Action item
Once the line containing "reply stays generic." is found, set down that line and each one after it exactly, through the end of the entries.

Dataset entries

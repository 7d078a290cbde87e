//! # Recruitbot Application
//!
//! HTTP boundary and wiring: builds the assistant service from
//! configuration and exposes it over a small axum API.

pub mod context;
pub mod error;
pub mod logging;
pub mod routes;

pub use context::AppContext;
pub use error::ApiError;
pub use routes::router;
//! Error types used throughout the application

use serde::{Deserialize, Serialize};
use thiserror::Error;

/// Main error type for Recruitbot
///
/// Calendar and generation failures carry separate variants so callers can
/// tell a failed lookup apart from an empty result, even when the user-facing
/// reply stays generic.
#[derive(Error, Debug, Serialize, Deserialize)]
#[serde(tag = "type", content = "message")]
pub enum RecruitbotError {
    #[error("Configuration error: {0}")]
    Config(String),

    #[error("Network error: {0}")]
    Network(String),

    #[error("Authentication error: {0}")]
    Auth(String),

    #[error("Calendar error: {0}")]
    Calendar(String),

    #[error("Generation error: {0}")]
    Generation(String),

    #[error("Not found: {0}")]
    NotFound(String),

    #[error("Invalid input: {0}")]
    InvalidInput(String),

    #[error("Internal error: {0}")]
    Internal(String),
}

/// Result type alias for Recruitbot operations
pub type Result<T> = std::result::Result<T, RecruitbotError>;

Response to this task
/// reply stays generic.
#[derive(Error, Debug, Serialize, Deserialize)]
#[serde(tag = "type", content = "message")]
pub enum RecruitbotError {
    #[error("Configuration error: {0}")]
    Config(String),

    #[error("Network error: {0}")]
    Network(String),

    #[error("Authentication error: {0}")]
    Auth(String),

    #[error("Calendar error: {0}")]
    Calendar(String),

    #[error("Generation error: {0}")]
    Generation(String),

    #[error("Not found: {0}")]
    NotFound(String),

    #[error("Invalid input: {0}")]
    InvalidInput(String),

    #[error("Internal error: {0}")]
    Internal(String),
}

/// Result type alias for Recruitbot operations
pub type Result<T> = std::result::Result<T, RecruitbotError>;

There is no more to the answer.